Lost for 30 years and in very rough shape when she was finally found last year, one of two ’49 Mercs all dolled up for 1978’s Grease has been fully (beautifully) restored and could be parked in your garage thanks to an eBay auction ending Sunday—at least if you have the berries to pony up for her (at the moment, the highest bid is just over $125,000).
After Grease, the Mercury—which had been chopped and flamed out by Eddie Paul for the film—also turned up primed and plain in a Kurt Russell film, Used Cars, and as a purple ride in Streets Of Fire (both movies I’ve never heard of). She then simply disappeared until 2013, when she was found slathered in primer with a small block Chevy engine under the hood, no wiring, no pedals, nothing. Poor girl!

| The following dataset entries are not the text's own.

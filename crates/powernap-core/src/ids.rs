//! MAC address parsing and validation.
//!
//! The wake path only ever needs the six raw bytes, so `MacAddr` stores them
//! directly and keeps string handling at the configuration boundary.

use serde::{Deserialize, Serialize};
use std::fmt;
use std::str::FromStr;

/// Errors produced while validating host identity inputs.
#[derive(Debug, thiserror::Error, PartialEq, Eq)]
pub enum IdentityError {
    /// The MAC string did not contain exactly six groups.
    #[error("invalid MAC address: expected 6 octets, got {got}")]
    MacLength {
        /// Number of octet groups found.
        got: usize,
    },

    /// One of the MAC octet groups was not a two-digit hex byte.
    #[error("invalid MAC address: bad octet {octet:?}")]
    MacOctet {
        /// The offending group, as written.
        octet: String,
    },

    /// The host address was empty or contained characters that cannot
    /// appear in a bare hostname or IP.
    #[error("invalid host address: {reason}")]
    Address {
        /// Why the address was rejected.
        reason: &'static str,
    },
}

/// A MAC-48 hardware address, the target of the Wake-on-LAN magic packet.
///
/// Accepts `aa:bb:cc:00:11:22` and `aa-bb-cc-00-11-22` on input and always
/// displays as lowercase colon-separated.
#[derive(Clone, Copy, PartialEq, Eq, Hash, Serialize, Deserialize)]
#[serde(try_from = "String", into = "String")]
pub struct MacAddr([u8; 6]);

impl MacAddr {
    /// Create a `MacAddr` from raw bytes.
    #[must_use]
    pub const fn from_bytes(bytes: [u8; 6]) -> Self {
        Self(bytes)
    }

    /// Return the underlying bytes.
    #[must_use]
    pub const fn as_bytes(&self) -> &[u8; 6] {
        &self.0
    }

    /// Return the bytes by value, for building wire payloads.
    #[must_use]
    pub const fn to_bytes(self) -> [u8; 6] {
        self.0
    }
}

impl FromStr for MacAddr {
    type Err = IdentityError;

    fn from_str(s: &str) -> Result<Self, Self::Err> {
        let sep = if s.contains('-') { '-' } else { ':' };
        let groups: Vec<&str> = s.split(sep).collect();
        if groups.len() != 6 {
            return Err(IdentityError::MacLength { got: groups.len() });
        }

        let mut out = [0u8; 6];
        for (i, group) in groups.iter().enumerate() {
            if group.len() != 2 {
                return Err(IdentityError::MacOctet {
                    octet: (*group).to_string(),
                });
            }
            out[i] = u8::from_str_radix(group, 16).map_err(|_| IdentityError::MacOctet {
                octet: (*group).to_string(),
            })?;
        }
        Ok(Self(out))
    }
}

impl fmt::Display for MacAddr {
    fn fmt(&self, f: &mut fmt::Formatter<'_>) -> fmt::Result {
        let b = &self.0;
        write!(
            f,
            "{:02x}:{:02x}:{:02x}:{:02x}:{:02x}:{:02x}",
            b[0], b[1], b[2], b[3], b[4], b[5]
        )
    }
}

impl fmt::Debug for MacAddr {
    fn fmt(&self, f: &mut fmt::Formatter<'_>) -> fmt::Result {
        write!(f, "MacAddr({self})")
    }
}

impl TryFrom<String> for MacAddr {
    type Error = IdentityError;

    fn try_from(value: String) -> Result<Self, Self::Error> {
        value.parse()
    }
}

impl From<MacAddr> for String {
    fn from(mac: MacAddr) -> Self {
        mac.to_string()
    }
}
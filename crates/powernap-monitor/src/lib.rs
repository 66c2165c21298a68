//! Idle monitor for powernap.
//!
//! This crate owns the power-lifecycle control loop: ensure the host is up,
//! watch its job queue, and request a shutdown once it has been idle past a
//! configured threshold. One [`Monitor`] instance drives one host through one
//! run; there is no shared state beyond what the monitor owns.
//!
//! # State Machine
//!
//! ```text
//!            ┌──────────────┐
//!            │ AwaitingWake │
//!            └──────┬───────┘
//!       (reachable) │ (down: send magic packet)
//!           ┌───────┴──────────────┐
//!           │                      ▼
//!           │            ┌───────────────────┐
//!           │            │ AwaitingReachable │──(deadline)──▶ WakeTimeout
//!           │            └─────────┬─────────┘
//!           │             (probe ok)│      ▲
//!           ▼                      ▼      │ (repeated query failures)
//!        ┌─────────────────────────────┐  │
//!        │          Monitoring         │──┘
//!        └──────────────┬──────────────┘
//!          (idle ≥ threshold)
//!                       ▼
//!               ┌──────────────┐
//!               │ ShuttingDown │
//!               └──────┬───────┘
//!                      ▼
//!               ┌──────────────┐
//!               │  Terminated  │
//!               └──────────────┘
//! ```
//!
//! Per tick in Monitoring, exactly one of three things happens to the idle
//! accumulator: active work resets it, an empty job list advances it by the
//! poll interval, and a failed query leaves it untouched.

#![forbid(unsafe_code)]
#![warn(missing_docs)]
#![warn(clippy::all)]
#![warn(clippy::pedantic)]

pub mod config;
pub mod error;
pub mod idle;
pub mod monitor;
pub mod phase;

pub use config::MonitorConfig;
pub use error::MonitorError;
pub use idle::{IdleState, Observation, TickOutcome};
pub use monitor::{Monitor, MonitorReport};
pub use phase::MonitorPhase;
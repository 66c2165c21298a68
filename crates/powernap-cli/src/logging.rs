//! Subscriber setup for the powernap binary.

use std::fs::File;
use std::path::Path;

use anyhow::Context;
use tracing_appender::non_blocking::WorkerGuard;
use tracing_subscriber::EnvFilter;

/// Initialize the global subscriber, writing to stderr or to a log file.
///
/// `RUST_LOG` overrides the computed filter. The HTTP stack's own logging is
/// floored at WARN either way; its connection chatter drowns the monitor's
/// one-line-per-tick output otherwise.
///
/// Returns the appender guard when logging to a file; the caller must hold it
/// for the lifetime of the process or buffered lines are lost on exit.
///
/// # Errors
///
/// Returns an error if the log file cannot be created.
pub fn init(debug: bool, log_path: Option<&Path>) -> anyhow::Result<Option<WorkerGuard>> {
    let default_filter = if debug {
        "debug,hyper=warn,hyper_util=warn,reqwest=warn,rustls=warn"
    } else {
        "info,hyper=warn,hyper_util=warn,reqwest=warn,rustls=warn"
    };
    let filter =
        EnvFilter::try_from_default_env().unwrap_or_else(|_| EnvFilter::new(default_filter));

    match log_path {
        Some(path) => {
            let file = File::create(path)
                .with_context(|| format!("failed to create log file {}", path.display()))?;
            let (writer, guard) = tracing_appender::non_blocking(file);
            tracing_subscriber::fmt()
                .with_env_filter(filter)
                .with_writer(writer)
                .with_ansi(false)
                .init();
            Ok(Some(guard))
        }
        None => {
            tracing_subscriber::fmt()
                .with_env_filter(filter)
                .with_writer(std::io::stderr)
                .init();
            Ok(None)
        }
    }
}
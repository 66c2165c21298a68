//! Host controller for powernap.
//!
//! This crate wraps the two transports the orchestrator needs (a UDP
//! Wake-on-LAN broadcast and the host's authenticated HTTP management API)
//! behind the [`HostControl`] trait:
//!
//! - [`HostControl::wake`]: broadcast a magic packet (fire-and-forget)
//! - [`HostControl::probe_reachable`]: is the management API answering?
//! - [`HostControl::list_active_work`]: currently running jobs
//! - [`HostControl::request_shutdown`]: ask the host to power off
//!
//! [`ApiHost`] is the production implementation. For tests, the `test-utils`
//! feature exposes [`mock::MockHost`] with scripted responses.
//!
//! # Example
//!
//! ```no_run
//! use powernap_core::{HostIdentity, MacAddr};
//! use powernap_host::{ApiHost, HostControl};
//!
//! # async fn example() -> Result<(), Box<dyn std::error::Error>> {
//! let mac: MacAddr = "aa:bb:cc:00:11:22".parse()?;
//! let identity = HostIdentity::new("192.168.1.40", mac, "1-abcdef")?;
//! let host = ApiHost::new(identity);
//!
//! if !host.probe_reachable().await {
//!     host.wake().await?;
//! }
//! # Ok(())
//! # }
//! ```

#![forbid(unsafe_code)]
#![warn(missing_docs)]
#![warn(clippy::all)]
#![warn(clippy::pedantic)]

pub mod api;
pub mod control;
pub mod error;
pub mod wol;

pub use api::ApiHost;
pub use control::HostControl;
pub use error::{QueryError, ShutdownError, WakeError};

#[cfg(any(test, feature = "test-utils"))]
pub mod mock;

Taken to Dan Condon’s “The Shop”(RC Classics) in Palm Desert, California, she rolled out after a complete restoration to her most famous film appearance looking drop-dead gorgeous, don’t you think? The attention to detail is wonderful—from the menacing blades on the Merc’s hubcaps to the Scorpions decal on the doors and Firestone stickers on the wing windows; the original exhaust tips and period-correct Firestone tires are on the car as well.
Best of all, Condon and his team rebuilt and dropped a ’49 255 Mercury engine into the car behind the 1950 Merc grille—along with a new manual transmission complete with overdrive. Oh, baby! (Hey, I get a little excited about horsepower. Come on, look at what I DO.)
According to the seller’s description, you aren’t just getting Hell’s Chariot; they’re including the three-foot long razors, also recreated for the car, that cut into Danny’s car during the race at the end of Grease. The car’s original bumper, complete with ding from rear-ending Greased Lightning, will come with her, too (imagine mounting that over the fireplace).
Understandably, some folks might be a little on edge when it comes to springing so much on a famous movie car (my favourite of the pair, it must be said—I’m not particularly fond of white cars) and its authenticity—but she’s the real deal, as confirmed by Eddie Paul himself, who recognized what was, as he told Yahoo! News, “rushed ‘bad workmanship’ “—but don’t blame Paul for that. Paramount tasked the man with getting 48 cars dolled up and ready to go for the film in just two weeks.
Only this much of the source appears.